Using the extreme 2020 summer as a benchmark, the researchers compared simulations against actual satellite data. The results, published in Advances in Atmospheric Sciences, show that while the models correctly capture where MCS rain falls, how storms move, and their daily timing, they consistently generate too many short-lived systems, underestimate storm size by up to 30%, and over-intensify rainfall within storm cores. "They produce too many MCSs, which are too short-lived, too small in area, and too intense in rainfall rate," said Dr. Puxi Li, the study’s corresponding author. These biases persist across all six models, suggesting a systemic issue in how kilometer-scale models handle storm lifecycle and organization.

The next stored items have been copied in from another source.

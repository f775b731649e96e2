//! Checkout and order read endpoints.

use std::sync::Arc;

use axum::Json;
use axum::extract::{Path, State};
use axum::http::{HeaderMap, StatusCode};
use common::{AggregateId, RecordId};
use domain::{CustomerId, Money, OrderLineRequest, PaymentMethod, PlaceOrder};
use orchestrator::{CheckoutReceipt, OrderView};
use serde::Deserialize;
use store::Store;
use uuid::Uuid;

use super::{actor, parse_aggregate_id};
use crate::AppState;
use crate::error::ApiError;

// -- Request types --

#[derive(Debug, Deserialize)]
pub struct PlaceOrderRequest {
    pub id: Option<Uuid>,
    pub customer_id: Uuid,
    pub lines: Vec<OrderLineBody>,
    /// One of `CashOnDelivery`, `BankTransfer`, `Card`, `EWallet`.
    pub payment_method: String,
    pub shipping_address: String,
    #[serde(default)]
    pub shipping_fee_cents: i64,
    pub gift_card_code: Option<String>,
}

#[derive(Debug, Deserialize)]
pub struct OrderLineBody {
    pub product_id: Uuid,
    pub variant_id: Option<Uuid>,
    pub quantity: u32,
}

// -- Handlers --

/// POST /orders — place an order.
#[tracing::instrument(skip(state, headers, req), fields(customer_id = %req.customer_id))]
pub async fn create<S: Store>(
    State(state): State<Arc<AppState<S>>>,
    headers: HeaderMap,
    Json(req): Json<PlaceOrderRequest>,
) -> Result<(StatusCode, Json<CheckoutReceipt<OrderView>>), ApiError> {
    let payment_method: PaymentMethod = req.payment_method.parse().map_err(|_| {
        ApiError::BadRequest(format!("Unknown payment method: {}", req.payment_method))
    })?;

    let cmd = PlaceOrder {
        order_id: req.id.map(AggregateId::from).unwrap_or_default(),
        customer_id: CustomerId::from_uuid(req.customer_id),
        lines: req
            .lines
            .into_iter()
            .map(|line| OrderLineRequest {
                product_id: AggregateId::from(line.product_id),
                variant_id: line.variant_id.map(RecordId::from),
                quantity: line.quantity,
            })
            .collect(),
        payment_method,
        shipping_address: req.shipping_address,
        shipping_fee: Money::from_cents(req.shipping_fee_cents),
        gift_card_code: req.gift_card_code,
        actor: actor(&headers),
    };

    let receipt = state.checkout.place_order(cmd).await?;
    Ok((StatusCode::CREATED, Json(receipt)))
}

/// GET /orders/{id} — load an order with its lines and latest payment.
#[tracing::instrument(skip(state))]
pub async fn get<S: Store>(
    State(state): State<Arc<AppState<S>>>,
    Path(id): Path<String>,
) -> Result<Json<OrderView>, ApiError> {
    let order_id = parse_aggregate_id(&id)?;
    Ok(Json(state.checkout.get(order_id).await?))
}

Despite these blind spots, the progress is historic. For the first time, models like ICON and IFS have completed multidecadal continuous simulations under European initiatives such as nextGEMS and Destination Earth—laying the groundwork for reliable decade-scale forecasts. As the KM-scale Global Modeling Summit 2026 in Hamburg approaches, scientists are focused on refining these models to close the gaps. With China already issuing its first national Red Alert for torrential rain in 2026, the need has never been more urgent. The models are sharper than ever—but to truly protect lives, they must learn not just to see storms, but to understand them.